This gradual accumulation of unnecessary access makes SoD worse even in companies that started with clean, controlled access. A user who had no conflicts when they joined might develop a Critical SoD conflict two years later simply because they have held four different roles across three different job functions and nobody cleared out the ones they no longer use. Access certification is the scheduled, formal review that fixes this — usually done every quarter or every year — where managers go through every SAP role currently assigned to their team members and confirm whether each one is still appropriate.

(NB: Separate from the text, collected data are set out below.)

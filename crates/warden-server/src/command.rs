//! Command names and their typed payloads.

use serde::Deserialize;
use serde_json::{Value, json};
use uuid::Uuid;
use warden_core::PermissionCheck;
use warden_core::error::{WardenError, WardenResult};
use warden_core::filter::{AppScopeField, ListFilter, PermissionField, RoleField};
use warden_core::models::app_scope::{CreateAppScope, UpdateAppScope};
use warden_core::models::permission::{CreatePermission, UpdatePermission};
use warden_core::models::role::{CreateRole, UpdateRole};
use warden_core::models::role_assignment::AssignRole;

/// Every command name accepted by [`Command::parse`].
pub const COMMAND_NAMES: &[&str] = &[
    "AppScope.Create",
    "AppScope.Get",
    "AppScope.GetByName",
    "AppScope.GetAll",
    "AppScope.Update",
    "AppScope.Delete",
    "Permission.Create",
    "Permission.Get",
    "Permission.GetAll",
    "Permission.Update",
    "Permission.Delete",
    "Role.Create",
    "Role.Get",
    "Role.GetByName",
    "Role.GetAll",
    "Role.Update",
    "Role.Delete",
    "Role.AddPermission",
    "Role.RemovePermission",
    "Role.Assign",
    "Role.Unassign",
    "Role.GetUserRoles",
    "Role.CheckPermission",
];

/// An update payload: the target id alongside the changed fields.
#[derive(Debug, Clone, Deserialize)]
pub struct Patch<T> {
    pub id: Uuid,
    #[serde(flatten)]
    pub changes: T,
}

#[derive(Debug, Clone, Deserialize)]
pub struct RoleByName {
    pub name: String,
    #[serde(default)]
    pub app_scope: Option<String>,
}

#[derive(Debug, Clone, Copy, Deserialize)]
pub struct Grant {
    pub role_id: Uuid,
    pub permission_id: Uuid,
}

#[derive(Debug, Clone, Copy, Deserialize)]
pub struct Unassign {
    pub assignment_id: Uuid,
}

#[derive(Debug, Clone, Deserialize)]
pub struct UserRoles {
    pub profile_id: String,
    #[serde(default)]
    pub app_scope_id: Option<Uuid>,
}

#[derive(Debug, Clone, Deserialize)]
#[serde(tag = "command", content = "payload")]
pub enum Command {
    #[serde(rename = "AppScope.Create")]
    CreateAppScope(CreateAppScope),
    #[serde(rename = "AppScope.Get")]
    GetAppScope(Uuid),
    #[serde(rename = "AppScope.GetByName")]
    GetAppScopeByName(String),
    #[serde(rename = "AppScope.GetAll")]
    ListAppScopes(ListFilter<AppScopeField>),
    #[serde(rename = "AppScope.Update")]
    UpdateAppScope(Patch<UpdateAppScope>),
    #[serde(rename = "AppScope.Delete")]
    DeleteAppScope(Uuid),

    #[serde(rename = "Permission.Create")]
    CreatePermission(CreatePermission),
    #[serde(rename = "Permission.Get")]
    GetPermission(Uuid),
    #[serde(rename = "Permission.GetAll")]
    ListPermissions(ListFilter<PermissionField>),
    #[serde(rename = "Permission.Update")]
    UpdatePermission(Patch<UpdatePermission>),
    #[serde(rename = "Permission.Delete")]
    DeletePermission(Uuid),

    #[serde(rename = "Role.Create")]
    CreateRole(CreateRole),
    #[serde(rename = "Role.Get")]
    GetRole(Uuid),
    #[serde(rename = "Role.GetByName")]
    GetRoleByName(RoleByName),
    #[serde(rename = "Role.GetAll")]
    ListRoles(ListFilter<RoleField>),
    #[serde(rename = "Role.Update")]
    UpdateRole(Patch<UpdateRole>),
    #[serde(rename = "Role.Delete")]
    DeleteRole(Uuid),
    #[serde(rename = "Role.AddPermission")]
    AddPermission(Grant),
    #[serde(rename = "Role.RemovePermission")]
    RemovePermission(Grant),
    #[serde(rename = "Role.Assign")]
    Assign(AssignRole),
    #[serde(rename = "Role.Unassign")]
    Unassign(Unassign),
    #[serde(rename = "Role.GetUserRoles")]
    GetUserRoles(UserRoles),
    #[serde(rename = "Role.CheckPermission")]
    CheckPermission(PermissionCheck),
}

impl Command {
    /// Decode a command from its name and JSON payload. A `null` payload
    /// is read as an empty object, so list commands accept it as "no
    /// filter".
    pub fn parse(name: &str, payload: Value) -> WardenResult<Self> {
        if !COMMAND_NAMES.contains(&name) {
            return Err(WardenError::validation(format!("unknown command: {name}")));
        }

        let payload = if payload.is_null() {
            json!({})
        } else {
            payload
        };

        serde_json::from_value(json!({ "command": name, "payload": payload }))
            .map_err(|e| WardenError::validation(format!("invalid payload for {name}: {e}")))
    }
}

#[cfg(test)]
mod tests {
    use super::*;

    #[test]
    fn unknown_command_is_rejected() {
        let err = Command::parse("Role.Promote", json!({})).unwrap_err();
        assert!(err.to_string().contains("unknown command"));
    }

    #[test]
    fn id_payload_is_a_bare_uuid() {
        let id = Uuid::new_v4();
        let command = Command::parse("AppScope.Get", json!(id)).unwrap();
        assert!(matches!(command, Command::GetAppScope(got) if got == id));

        let err = Command::parse("AppScope.Get", json!("not-a-uuid")).unwrap_err();
        assert!(matches!(err, WardenError::Validation { .. }));
    }

    #[test]
    fn list_accepts_null_and_filters() {
        let all = Command::parse("Role.GetAll", Value::Null).unwrap();
        assert!(matches!(all, Command::ListRoles(f) if f.conditions.is_empty()));

        let filtered = Command::parse(
            "Permission.GetAll",
            json!({
                "conditions": [{"field": "resource", "op": "eq", "value": "blog"}],
                "limit": 10
            }),
        )
        .unwrap();
        let Command::ListPermissions(filter) = filtered else {
            panic!("wrong variant");
        };
        assert_eq!(filter.conditions.len(), 1);
        assert_eq!(filter.pagination.limit, 10);
        assert_eq!(filter.pagination.offset, 0);
    }

    #[test]
    fn patch_separates_id_from_changes() {
        let id = Uuid::new_v4();
        let command = Command::parse(
            "Permission.Update",
            json!({"id": id, "action": "read", "target_id": null}),
        )
        .unwrap();
        let Command::UpdatePermission(patch) = command else {
            panic!("wrong variant");
        };
        assert_eq!(patch.id, id);
        assert_eq!(patch.changes.action.as_deref(), Some("read"));
        assert_eq!(patch.changes.target_id, Some(None));
        assert!(patch.changes.name.is_none());
    }

    #[test]
    fn check_permission_optional_fields_default() {
        let scope = Uuid::new_v4();
        let command = Command::parse(
            "Role.CheckPermission",
            json!({
                "profile_id": "alice",
                "permission_name": "blog.post.create",
                "app_scope_id": scope
            }),
        )
        .unwrap();
        let Command::CheckPermission(check) = command else {
            panic!("wrong variant");
        };
        assert_eq!(check, PermissionCheck::new("alice", "blog.post.create", scope));
    }

    #[test]
    fn missing_required_field_is_validation_error() {
        let err = Command::parse("Role.Assign", json!({"profile_id": "alice"})).unwrap_err();
        assert!(matches!(err, WardenError::Validation { .. }));
    }
}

| Stage | What Happens | Who is Responsible |
|---|---|---|
| Launch | GRC automatically starts a certification campaign on the scheduled date. It generates a review list for every manager showing all SAP roles currently assigned to each of their team members, along with any SoD conflicts those role combinations create. | GRC Administrator — sets the campaign schedule and confirms all managers are correctly mapped to their team members in the system. |
| Review | Each manager works through their list. For each role they see, they have two choices: Certify (this person still needs this access) or Revoke (this person no longer needs this — remove it). If an SoD conflict appears, the manager must also decide whether to keep or remediate it. | Line managers — they are responsible for knowing what their team members actually need to do their jobs. Only they can make the informed decision about whether a specific role is still appropriate. |
| Action | Roles that managers mark as Revoke are automatically removed by GRC when the campaign closes. Any role that the manager simply did not review within the deadline is treated as Revoke and removed automatically. This is the key enforcement mechanism. | GRC system executes removals automatically. Security team handles escalated SoD conflicts. The automatic removal of unreviewed roles is what gives certification its teeth. |
| Evidence | The completed certification campaign is stored permanently in GRC as audit evidence. It shows who reviewed what, when each decision was made, what was revoked, and how SoD conflicts were handled. This is presented directly to external auditors. | GRC Administrator exports and presents the certification report. Internal and external auditors review it as proof that the company actively manages its access controls. |
The Biggest Certification Mistake: The most common mistake is treating certification as a checkbox exercise — managers mark everything as Certify without reading through the list, just to clear their inbox notification. When this happens, the certification generates audit evidence but provides no real control. The roles that should have been removed stay in place, and the SoD risk that should have been caught remains in the system. For certification to work as a real control, managers must genuinely engage with it — and the company must track completion quality, not just completion rate.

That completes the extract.